The Muslim Students’ Association held its annual Islam Awareness Week last week.

“It’s so important for us to take the opportunity to facilitate dialogue within the UTM community to talk about the Islamic faith,” said Maryam Khattab, the president of the MSA.

Booths were set up throughout the week in the CCT atrium to showcase Islamic art and books. There was also a booth where students could try on a hijab.

“I’m really open to different cultures and religions. I think we all believe in one higher spirit; we just do it differently,” said Liza Noritsyn, a fourth-year student who tried on a hijab and had a henna tattoo done. “It was great to learn about new things and people.”

The theme for this year’s Islam Awareness Week was “Faith in Action: Knowledge, Service, and Environmentalism”.

“The purpose of the theme was to demonstrate what Islam means, not only on a personal spiritual level but also on a broader scale. We also wanted to use these because we felt like they were common values to draw upon,” said Khattab.

The events held throughout the week included a bake sale, a community café, lectures, and an open mic night. The proceeds from the bake sale went to New Muslim Care, a foundation geared towards helping new Muslims integrate into the broader Muslim community.
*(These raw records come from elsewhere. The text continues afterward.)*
//! rh-collections: a Robin Hood hash table and the contiguous array it is
//! built on, both with pluggable allocators.
//!
//! Internal Design:
//!
//! Summary
//! - Goal: an open-addressing table whose probe sequences stay short and
//!   whose deletions leave no tombstones, on top of a growable array that
//!   owns exactly one allocation.
//! - Layers:
//!   - RawBuffer<T, A>: one block of uninitialized slots obtained from a
//!     `RawAllocator`; knows its capacity, not which slots are live.
//!   - ContiguousArray<T, A>: `Vec`-like array over a RawBuffer with an
//!     explicit growth policy (`max(requested, 2 * capacity, 16)`) and
//!     fallible, strongly safe growth.
//!   - RobinHoodTable<K, V, S, A>: array of buckets, each recording its
//!     entry's distance from the ideal bucket and a truncated hash.
//!   - UnorderedMap<K, V, S, A>: map-shaped front end over the table.
//!
//! Constraints
//! - Bucket counts are zero or a power of two; the ideal bucket of a hash
//!   is `hash & (bucket_count - 1)`.
//! - After every insert, `len / bucket_count <= max_load_factor`.
//! - Every occupied bucket's recorded distance equals its displacement
//!   from the ideal bucket, modulo the bucket count.
//! - Unique keys; inserting an existing key leaves the stored value alone.
//!
//! Growth and rehashing
//! - A table grows when the next insert would pass the load threshold, or
//!   when an earlier insert probed further than `REHASH_HIGH_PROBE` while
//!   the load factor was at least `REHASH_MIN_LOAD_FACTOR`.
//! - Each bucket caches the low 32 bits of its key's hash. Rehashing into
//!   at most 2^32 buckets re-buckets from that cache and never calls
//!   `K: Hash`.
//! - Growth allocates the new bucket array before touching the old one, so
//!   a failed allocation leaves the table unchanged.
//!
//! Reentrancy policy
//! - Table operations call user `Hash`/`Eq` while probing. A debug-only
//!   guard at the start of each operation panics on nested entry into the
//!   same table. Values are dropped after the guard is released, so `Drop`
//!   impls may touch the table again.
//!
//! Errors
//! - Fallible operations return [`CollectionError`]: out-of-range access,
//!   invalid arguments, sizes over the allocator's maximum, and refused
//!   allocations. `Clone` and `Extend` panic on allocation failure;
//!   `try_clone` and `insert` report it.
//!
//! Notes and non-goals
//! - Single-threaded containers: tables are `Send` when their contents
//!   are, but not `Sync`.
//! - No multimap variant; `equal_range` yields zero or one entries.
//! - Iteration order is physical bucket order and changes on rehash.

pub mod alloc;
mod bucket;
pub mod contiguous_array;
pub mod error;
mod raw_buffer;
mod reentrancy;
pub mod robin_hood;
pub mod robin_hood_iter;
mod robin_hood_proptest;
pub mod unordered_map;

// Public surface
pub use alloc::{AllocStats, Global, RawAllocator, TrackingAllocator};
pub use contiguous_array::ContiguousArray;
pub use error::{CollectionError, Result};
pub use robin_hood::{RobinHoodTable, Slot, TableConfig};
pub use unordered_map::UnorderedMap;
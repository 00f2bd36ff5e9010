//! UnorderedMap: a map-shaped front end over [`RobinHoodTable`].
//!
//! Lookups and iteration forward to the table. The differences are in the
//! mutation surface: `insert` reports only whether the key was new,
//! `entry_or_default` plays the role of a subscript that creates missing
//! entries, and `map[&key]` panics on a missing key like `std`'s maps.

use crate::alloc::{Global, RawAllocator};
use crate::error::Result;
use crate::robin_hood::{RobinHoodTable, TableConfig};
use crate::robin_hood_iter::{BucketEntries, IntoIter, Iter, IterMut};
use core::borrow::Borrow;
use core::fmt;
use core::hash::{BuildHasher, Hash};
use core::ops::Index;
use hashbrown::DefaultHashBuilder;

pub struct UnorderedMap<K, V, S = DefaultHashBuilder, A: RawAllocator = Global> {
    table: RobinHoodTable<K, V, S, A>,
}

impl<K, V> UnorderedMap<K, V> {
    pub fn new() -> Self {
        Self {
            table: RobinHoodTable::new(),
        }
    }

    pub fn with_capacity(bucket_count: usize) -> Result<Self> {
        Ok(Self {
            table: RobinHoodTable::with_capacity(bucket_count)?,
        })
    }
}

impl<K, V> Default for UnorderedMap<K, V> {
    fn default() -> Self {
        Self::new()
    }
}

impl<K, V, S> UnorderedMap<K, V, S> {
    pub fn with_hasher(hasher: S) -> Self {
        Self {
            table: RobinHoodTable::with_hasher(hasher),
        }
    }
}

impl<K, V, S, A: RawAllocator + Clone> UnorderedMap<K, V, S, A> {
    pub fn with_config(config: TableConfig, hasher: S, alloc: A) -> Result<Self> {
        Ok(Self {
            table: RobinHoodTable::with_config(config, hasher, alloc)?,
        })
    }
}

impl<K, V, S, A: RawAllocator> UnorderedMap<K, V, S, A> {
    pub fn len(&self) -> usize {
        self.table.len()
    }
    pub fn is_empty(&self) -> bool {
        self.table.is_empty()
    }
    pub fn bucket_count(&self) -> usize {
        self.table.bucket_count()
    }
    pub fn max_bucket_count(&self) -> usize {
        self.table.max_bucket_count()
    }
    pub fn max_len(&self) -> usize {
        self.table.max_len()
    }
    pub fn load_factor(&self) -> f32 {
        self.table.load_factor()
    }
    pub fn max_load_factor(&self) -> f32 {
        self.table.max_load_factor()
    }
    pub fn set_max_load_factor(&mut self, factor: f32) -> Result<()> {
        self.table.set_max_load_factor(factor)
    }
    pub fn hasher(&self) -> &S {
        self.table.hasher()
    }
    pub fn allocator(&self) -> &A {
        self.table.allocator()
    }

    pub fn clear(&mut self) {
        self.table.clear();
    }

    pub fn swap(&mut self, other: &mut Self) {
        self.table.swap(&mut other.table);
    }

    pub fn iter(&self) -> Iter<'_, K, V> {
        self.table.iter()
    }
    pub fn iter_mut(&mut self) -> IterMut<'_, K, V> {
        self.table.iter_mut()
    }
    pub fn keys(&self) -> impl Iterator<Item = &K> + '_ {
        self.table.keys()
    }
    pub fn values(&self) -> impl Iterator<Item = &V> + '_ {
        self.table.values()
    }
    pub fn values_mut(&mut self) -> impl Iterator<Item = &mut V> + '_ {
        self.table.values_mut()
    }
    pub fn bucket_entries(&self, bucket: usize) -> BucketEntries<'_, K, V> {
        self.table.bucket_entries(bucket)
    }

    /// The underlying table, for slot-level access.
    pub fn as_table(&self) -> &RobinHoodTable<K, V, S, A> {
        &self.table
    }

    pub fn into_table(self) -> RobinHoodTable<K, V, S, A> {
        self.table
    }
}

impl<K, V, S, A> UnorderedMap<K, V, S, A>
where
    K: Eq + Hash,
    S: BuildHasher,
    A: RawAllocator + Clone,
{
    /// Insert `key -> value` if `key` is absent. Returns whether it was
    /// inserted; an existing value is left untouched.
    pub fn insert(&mut self, key: K, value: V) -> Result<bool> {
        self.table.insert(key, value).map(|(_, inserted)| inserted)
    }

    /// Insert, or overwrite the value of an existing key. Returns the old
    /// value if there was one.
    pub fn insert_or_assign(&mut self, key: K, value: V) -> Result<Option<V>> {
        self.table.insert_or_assign(key, value).map(|(_, old)| old)
    }

    /// The value for `key`, default-inserting it first if absent.
    pub fn entry_or_default(&mut self, key: K) -> Result<&mut V>
    where
        V: Default,
    {
        self.table.get_or_insert_default(key)
    }

    pub fn entry_or_insert_with<F>(&mut self, key: K, make: F) -> Result<&mut V>
    where
        F: FnOnce() -> V,
    {
        self.table.get_or_insert_with(key, make)
    }

    pub fn get<Q>(&self, q: &Q) -> Option<&V>
    where
        K: Borrow<Q>,
        Q: ?Sized + Hash + Eq,
    {
        self.table.get(q)
    }

    pub fn get_mut<Q>(&mut self, q: &Q) -> Option<&mut V>
    where
        K: Borrow<Q>,
        Q: ?Sized + Hash + Eq,
    {
        self.table.get_mut(q)
    }

    pub fn get_key_value<Q>(&self, q: &Q) -> Option<(&K, &V)>
    where
        K: Borrow<Q>,
        Q: ?Sized + Hash + Eq,
    {
        self.table.get_key_value(q)
    }

    /// `KeyNotFound` when absent.
    pub fn at<Q>(&self, q: &Q) -> Result<&V>
    where
        K: Borrow<Q>,
        Q: ?Sized + Hash + Eq,
    {
        self.table.at(q)
    }

    pub fn at_mut<Q>(&mut self, q: &Q) -> Result<&mut V>
    where
        K: Borrow<Q>,
        Q: ?Sized + Hash + Eq,
    {
        self.table.at_mut(q)
    }

    pub fn contains_key<Q>(&self, q: &Q) -> bool
    where
        K: Borrow<Q>,
        Q: ?Sized + Hash + Eq,
    {
        self.table.contains_key(q)
    }

    pub fn count<Q>(&self, q: &Q) -> usize
    where
        K: Borrow<Q>,
        Q: ?Sized + Hash + Eq,
    {
        self.table.count(q)
    }

    pub fn bucket<Q>(&self, q: &Q) -> usize
    where
        K: Borrow<Q>,
        Q: ?Sized + Hash + Eq,
    {
        self.table.bucket(q)
    }

    pub fn remove<Q>(&mut self, q: &Q) -> Option<V>
    where
        K: Borrow<Q>,
        Q: ?Sized + Hash + Eq,
    {
        self.table.remove(q)
    }

    pub fn remove_entry<Q>(&mut self, q: &Q) -> Option<(K, V)>
    where
        K: Borrow<Q>,
        Q: ?Sized + Hash + Eq,
    {
        self.table.remove_entry(q)
    }

    /// Number of entries removed (0 or 1).
    pub fn erase<Q>(&mut self, q: &Q) -> usize
    where
        K: Borrow<Q>,
        Q: ?Sized + Hash + Eq,
    {
        usize::from(self.table.erase(q))
    }

    pub fn reserve(&mut self, count: usize) -> Result<()> {
        self.table.reserve(count)
    }

    pub fn rehash(&mut self, bucket_count: usize) -> Result<()> {
        self.table.rehash(bucket_count)
    }
}

impl<K, V, S, A, Q> Index<&Q> for UnorderedMap<K, V, S, A>
where
    K: Eq + Hash + Borrow<Q>,
    Q: ?Sized + Hash + Eq,
    S: BuildHasher,
    A: RawAllocator + Clone,
{
    type Output = V;

    /// Panics if the key is not present.
    fn index(&self, key: &Q) -> &V {
        match self.table.get(key) {
            Some(v) => v,
            None => panic!("UnorderedMap: key not found"),
        }
    }
}

impl<K: Clone, V: Clone, S: Clone, A: RawAllocator + Clone> Clone for UnorderedMap<K, V, S, A> {
    fn clone(&self) -> Self {
        Self {
            table: self.table.clone(),
        }
    }
}

impl<K, V, S, A> PartialEq for UnorderedMap<K, V, S, A>
where
    K: Eq + Hash,
    V: PartialEq,
    S: BuildHasher,
    A: RawAllocator + Clone,
{
    fn eq(&self, other: &Self) -> bool {
        self.table == other.table
    }
}

impl<K, V, S, A> Eq for UnorderedMap<K, V, S, A>
where
    K: Eq + Hash,
    V: Eq,
    S: BuildHasher,
    A: RawAllocator + Clone,
{
}

impl<K: fmt::Debug, V: fmt::Debug, S, A: RawAllocator> fmt::Debug for UnorderedMap<K, V, S, A> {
    fn fmt(&self, f: &mut fmt::Formatter<'_>) -> fmt::Result {
        fmt::Debug::fmt(&self.table, f)
    }
}

impl<K: fmt::Display, V: fmt::Display, S, A: RawAllocator> fmt::Display for UnorderedMap<K, V, S, A> {
    fn fmt(&self, f: &mut fmt::Formatter<'_>) -> fmt::Result {
        fmt::Display::fmt(&self.table, f)
    }
}

impl<K, V, S, A> Extend<(K, V)> for UnorderedMap<K, V, S, A>
where
    K: Eq + Hash,
    S: BuildHasher,
    A: RawAllocator + Clone,
{
    fn extend<I: IntoIterator<Item = (K, V)>>(&mut self, iter: I) {
        self.table.extend(iter);
    }
}

impl<K: Eq + Hash, V> FromIterator<(K, V)> for UnorderedMap<K, V> {
    fn from_iter<I: IntoIterator<Item = (K, V)>>(iter: I) -> Self {
        Self {
            table: iter.into_iter().collect(),
        }
    }
}

impl<K, V, S, A: RawAllocator> From<RobinHoodTable<K, V, S, A>> for UnorderedMap<K, V, S, A> {
    fn from(table: RobinHoodTable<K, V, S, A>) -> Self {
        Self { table }
    }
}

impl<'a, K, V, S, A: RawAllocator> IntoIterator for &'a UnorderedMap<K, V, S, A> {
    type Item = (&'a K, &'a V);
    type IntoIter = Iter<'a, K, V>;
    fn into_iter(self) -> Self::IntoIter {
        self.iter()
    }
}

impl<'a, K, V, S, A: RawAllocator> IntoIterator for &'a mut UnorderedMap<K, V, S, A> {
    type Item = (&'a K, &'a mut V);
    type IntoIter = IterMut<'a, K, V>;
    fn into_iter(self) -> Self::IntoIter {
        self.iter_mut()
    }
}

impl<K, V, S, A: RawAllocator> IntoIterator for UnorderedMap<K, V, S, A> {
    type Item = (K, V);
    type IntoIter = IntoIter<K, V, A>;
    fn into_iter(self) -> Self::IntoIter {
        self.table.into_iter()
    }
}
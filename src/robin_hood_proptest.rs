#![cfg(test)]

// Property tests for RobinHoodTable kept inside the crate so they can call
// the structural validator.

use crate::robin_hood::RobinHoodTable;
use proptest::prelude::*;
use proptest::test_runner::TestCaseError;
use std::cell::Cell;
use std::collections::{BTreeSet, HashMap};
use std::fmt;
use std::hash::{BuildHasher, Hasher};
use std::rc::Rc;

// Key newtype with Borrow<str> to exercise borrowed lookup.
#[derive(Clone, Eq, PartialEq, Ord, PartialOrd, Hash)]
struct Key(String);
impl fmt::Debug for Key {
    fn fmt(&self, f: &mut fmt::Formatter<'_>) -> fmt::Result {
        self.0.fmt(f)
    }
}
impl std::borrow::Borrow<str> for Key {
    fn borrow(&self) -> &str {
        &self.0
    }
}

// Pool-indexed operations to improve shrinking: indices shrink to earlier keys,
// pool length shrinks, and op lists shrink in length.
#[derive(Clone, Debug)]
enum OpI {
    Insert(usize, i32),
    InsertWith(usize, i32),
    // The flag removes through the slot returned by `find`.
    Remove(usize, bool),
    Find(usize),
    Contains(String),
    Mutate(usize, i32),
    Rehash(usize),
    Reserve(usize),
    Clear,
    Iterate,
}

fn key_from(pool: &[String], i: usize) -> Key {
    Key(pool[i].clone())
}

fn arb_scenario() -> impl Strategy<Value = (Vec<String>, Vec<OpI>)> {
    proptest::collection::vec("[a-z]{0,5}", 1..=40).prop_flat_map(|pool| {
        let idxs: Vec<usize> = (0..pool.len()).collect();
        let idx = proptest::sample::select(idxs);
        let contains_pool = proptest::sample::select(pool.clone());
        let op = prop_oneof![
            6 => (idx.clone(), any::<i32>()).prop_map(|(i, v)| OpI::Insert(i, v)),
            3 => (idx.clone(), any::<i32>()).prop_map(|(i, v)| OpI::InsertWith(i, v)),
            4 => (idx.clone(), any::<bool>()).prop_map(|(i, by_slot)| OpI::Remove(i, by_slot)),
            2 => idx.clone().prop_map(OpI::Find),
            1 => prop_oneof![
                contains_pool.prop_map(|s: String| s),
                "[a-z]{0,5}".prop_map(|s| s)
            ]
            .prop_map(OpI::Contains),
            1 => (idx.clone(), any::<i32>()).prop_map(|(i, d)| OpI::Mutate(i, d)),
            1 => (0usize..300).prop_map(OpI::Rehash),
            1 => (0usize..100).prop_map(OpI::Reserve),
            1 => Just(OpI::Clear),
            1 => Just(OpI::Iterate),
        ];
        proptest::collection::vec(op, 1..120).prop_map(move |ops| (pool.clone(), ops))
    })
}

// Drives one scenario against std's HashMap. After every step the table must
// pass its structural validator (power-of-two sizing, exact probe distances,
// Robin Hood ordering, no tombstones, entry count) and match the model.
fn run_state_machine<S: BuildHasher>(
    mut sut: RobinHoodTable<Key, i32, S>,
    pool: &[String],
    ops: Vec<OpI>,
) -> Result<(), TestCaseError> {
    let mut model: HashMap<Key, i32> = HashMap::new();
    let make_calls = Rc::new(Cell::new(0));

    for op in ops {
        match op {
            OpI::Insert(i, v) => {
                let k = key_from(pool, i);
                let already = model.contains_key(&k);
                let (slot, inserted) = sut.insert(k.clone(), v).expect("allocation succeeds");
                prop_assert_eq!(inserted, !already, "inserted iff the key was absent");
                prop_assert_eq!(slot.key(&sut), Some(&k));
                if inserted {
                    model.insert(k.clone(), v);
                    prop_assert!(sut.load_factor() <= sut.max_load_factor());
                }
                // First insert wins: the stored value is the model's.
                prop_assert_eq!(slot.value(&sut), model.get(&k));
            }
            OpI::InsertWith(i, v) => {
                let k = key_from(pool, i);
                let already = model.contains_key(&k);
                let counter = make_calls.clone();
                let before = counter.get();
                let (_, inserted) = sut
                    .insert_with(k.clone(), move || {
                        counter.set(counter.get() + 1);
                        v
                    })
                    .expect("allocation succeeds");
                prop_assert_eq!(inserted, !already);
                if inserted {
                    prop_assert_eq!(make_calls.get(), before + 1, "value built exactly once");
                    model.insert(k, v);
                } else {
                    prop_assert_eq!(make_calls.get(), before, "value not built for a present key");
                }
            }
            OpI::Remove(i, false) => {
                let k = key_from(pool, i);
                prop_assert_eq!(sut.remove_entry(&k), model.remove_entry(&k));
                prop_assert!(sut.find(&k).is_none());
            }
            OpI::Remove(i, true) => {
                let k = key_from(pool, i);
                if let Some(slot) = sut.find(&k) {
                    let (kk, vv) = sut.remove_at(slot).expect("found slot is occupied");
                    prop_assert!(kk == k);
                    prop_assert_eq!(Some(vv), model.remove(&kk));
                } else {
                    prop_assert!(!model.contains_key(&k));
                }
            }
            OpI::Find(i) => {
                let k = key_from(pool, i);
                let s = sut.find(&k);
                prop_assert_eq!(s.is_some(), model.contains_key(&k));
                if let Some(slot) = s {
                    prop_assert_eq!(slot.value(&sut), model.get(&k));
                }
            }
            OpI::Contains(s) => {
                let has = sut.contains_key(s.as_str());
                let has_model = model.keys().any(|k| k.0 == s);
                prop_assert_eq!(has, has_model);
            }
            OpI::Mutate(i, d) => {
                let k = key_from(pool, i);
                if let Some(v) = sut.get_mut(&k) {
                    *v = v.saturating_add(d);
                    let mv = model.get_mut(&k).expect("present in model");
                    *mv = mv.saturating_add(d);
                } else {
                    prop_assert!(!model.contains_key(&k));
                }
            }
            OpI::Rehash(n) => {
                sut.rehash(n).expect("rehash succeeds");
                prop_assert!(sut.bucket_count() >= n);
                prop_assert!(sut.load_factor() <= sut.max_load_factor());
            }
            OpI::Reserve(n) => {
                sut.reserve(n).expect("reserve succeeds");
                let threshold = (sut.bucket_count() as f64 * f64::from(sut.max_load_factor())) as usize;
                prop_assert!(threshold >= n, "reserve({}) left threshold {}", n, threshold);
            }
            OpI::Clear => {
                sut.clear();
                model.clear();
            }
            OpI::Iterate => {
                let s_keys: BTreeSet<_> = sut.keys().cloned().collect();
                let m_keys: BTreeSet<_> = model.keys().cloned().collect();
                prop_assert_eq!(s_keys, m_keys);
                prop_assert_eq!(sut.iter().count(), sut.len());
            }
        }

        // Post-conditions after each op
        if let Err(msg) = sut.validate() {
            return Err(TestCaseError::fail(msg));
        }
        prop_assert_eq!(sut.len(), model.len());
        prop_assert_eq!(sut.is_empty(), model.is_empty());
        for (k, v) in &model {
            prop_assert_eq!(sut.get(k), Some(v));
        }
    }
    Ok(())
}

// Property: State-machine equivalence against std::collections::HashMap.
proptest! {
    #![proptest_config(ProptestConfig { cases: 64, .. ProptestConfig::default() })]
    #[test]
    fn prop_state_machine((pool, ops) in arb_scenario()) {
        run_state_machine(RobinHoodTable::new(), &pool, ops)?;
    }
}

// Collision variant using a constant hasher to stress equality resolution.
#[derive(Clone, Default)]
struct ConstBuildHasher;
struct ConstHasher;
impl BuildHasher for ConstBuildHasher {
    type Hasher = ConstHasher;
    fn build_hasher(&self) -> Self::Hasher {
        ConstHasher
    }
}
impl Hasher for ConstHasher {
    fn write(&mut self, _bytes: &[u8]) {}
    fn finish(&self) -> u64 {
        0
    }
}

// Low-entropy variant: hashes collapse to 0..3, so every key lands in one of
// a few ideal buckets and displacement chains overlap.
#[derive(Clone, Default)]
struct CoarseBuildHasher;
#[derive(Default)]
struct CoarseHasher(u64);
impl BuildHasher for CoarseBuildHasher {
    type Hasher = CoarseHasher;
    fn build_hasher(&self) -> Self::Hasher {
        CoarseHasher(0)
    }
}
impl Hasher for CoarseHasher {
    fn write(&mut self, bytes: &[u8]) {
        for &b in bytes {
            self.0 = self.0.wrapping_add(u64::from(b));
        }
    }
    fn finish(&self) -> u64 {
        self.0 % 3
    }
}

// Property: Same state-machine invariants under worst-case collision
// behavior (constant hasher) and under heavily clustered hashes.
proptest! {
    #![proptest_config(ProptestConfig { cases: 64, .. ProptestConfig::default() })]
    #[test]
    fn prop_state_machine_with_collisions((pool, ops) in arb_scenario()) {
        run_state_machine(RobinHoodTable::with_hasher(ConstBuildHasher), &pool, ops)?;
    }

    #[test]
    fn prop_state_machine_clustered((pool, ops) in arb_scenario()) {
        run_state_machine(RobinHoodTable::with_hasher(CoarseBuildHasher), &pool, ops)?;
    }
}
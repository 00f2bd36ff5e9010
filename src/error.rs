//! Error type shared by every container in the crate.

use thiserror::Error;

/// Failure reported by a container operation.
///
/// Variants map onto four classes: out-of-range access, invalid arguments,
/// length overflow and allocation failure. See [`CollectionError::category`].
#[derive(Error, Debug, Clone, PartialEq)]
pub enum CollectionError {
    /// Bounds-checked index access past the live length.
    #[error("index {index} is out of range for length {len}")]
    OutOfRange {
        /// The rejected index
        index: usize,
        /// Length at the time of the access
        len: usize,
    },

    /// Checked key access for a key that is not stored.
    #[error("key is not present in the table")]
    KeyNotFound,

    /// An argument outside its documented domain.
    #[error("invalid argument: {message}")]
    InvalidArgument {
        /// What was wrong with the argument
        message: String,
    },

    /// A requested capacity or bucket count above the representable maximum.
    #[error("requested size {requested} exceeds the maximum of {max}")]
    LengthError {
        /// The size that was asked for
        requested: usize,
        /// The largest size the allocator can hand out
        max: usize,
    },

    /// The allocator could not satisfy a request.
    #[error("allocation of {size} bytes failed")]
    AllocationFailure {
        /// Size of the failed request in bytes
        size: usize,
    },
}

impl CollectionError {
    pub fn out_of_range(index: usize, len: usize) -> Self {
        Self::OutOfRange { index, len }
    }

    pub fn invalid_argument<S: Into<String>>(message: S) -> Self {
        Self::InvalidArgument {
            message: message.into(),
        }
    }

    pub fn length_error(requested: usize, max: usize) -> Self {
        Self::LengthError { requested, max }
    }

    pub fn allocation_failure(size: usize) -> Self {
        Self::AllocationFailure { size }
    }

    /// Error class name. `KeyNotFound` belongs to the out-of-range class.
    pub fn category(&self) -> &'static str {
        match self {
            Self::OutOfRange { .. } | Self::KeyNotFound => "out_of_range",
            Self::InvalidArgument { .. } => "invalid_argument",
            Self::LengthError { .. } => "length_error",
            Self::AllocationFailure { .. } => "allocation_failure",
        }
    }
}

/// Result alias used throughout the crate.
pub type Result<T> = std::result::Result<T, CollectionError>;
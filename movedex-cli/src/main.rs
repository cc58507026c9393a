//! movedex CLI
//!
//! Converts the move spreadsheet export into the JSON the app loads.

mod cli_types;
mod commands;
mod error;

use std::io::Write;
use std::path::PathBuf;

use clap::Parser;
use log::{Level, LevelFilter};

use cli_types::{Cli, Commands};

fn main() {
    let cli = Cli::parse();
    init_logging(cli.quiet, cli.verbose);

    let root = cli.root.unwrap_or_else(|| PathBuf::from("."));

    let result = match cli.command {
        Commands::Convert(args) => {
            commands::convert::run_convert(&root, cli.config.as_deref(), args)
        }
        Commands::Damage(args) => {
            commands::damage::run_damage(&root, cli.config.as_deref(), args)
        }
        Commands::Tables => {
            commands::tables::run_tables();
            Ok(())
        }
    };

    if let Err(e) = result {
        log::error!("{e}");
        std::process::exit(1);
    }
}

/// Set up `env_logger` on stdout. `RUST_LOG` overrides the flag-derived level.
fn init_logging(quiet: bool, verbose: bool) {
    let level = if quiet {
        LevelFilter::Warn
    } else if verbose {
        LevelFilter::Debug
    } else {
        LevelFilter::Info
    };

    let mut builder = env_logger::Builder::new();
    builder
        .filter_level(level)
        .parse_default_env()
        .target(env_logger::Target::Stdout);

    if verbose {
        builder.format_timestamp_millis();
    } else {
        builder.format(|buf, record| match record.level() {
            Level::Info => writeln!(buf, "{}", record.args()),
            Level::Warn => writeln!(buf, "warning: {}", record.args()),
            Level::Error => writeln!(buf, "error: {}", record.args()),
            level => writeln!(buf, "[{}] {}", level, record.args()),
        });
    }

    builder.init();
}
MSA also hosted a week-long food drive for the UTM Food Bank.

Tuesday’s community café featured a discussion on the environment, moderated by Imran Haq, a UTM alumnus, public speaker, and administrator at Al-Huda institute Canada. The discussion focused on Muslims’ responsibility to the environment.

“As Muslims, for us, the Earth is a gift from God,” said Amna Haleem, an MSA volunteer who attended the event. “It’s part of our core beliefs to have to take care of everything around us and treat it as a gift.”

The first of two Thursday lectures was given by Katherine Bullock, a political science professor at UTM. Bullock talked about academic and intellectual contributions made by Muslim figures.

The second lecture was given by Shaykh Abdalla Idris Ali, a U of T alumnus and current secretary general of the Islamic Society of North America based in Canada. His talk focused on the Islamic teachings about pursuing religious and secular knowledge. The lecture was attended by 70 students.

The final event of the week was an open mic night featuring poetry and spoken word performances about Islam, the struggles of completing an undergraduate education, perspectives on war, and respect for elders. There was also a comedy performance by Hamilton’s MOIST theatre group.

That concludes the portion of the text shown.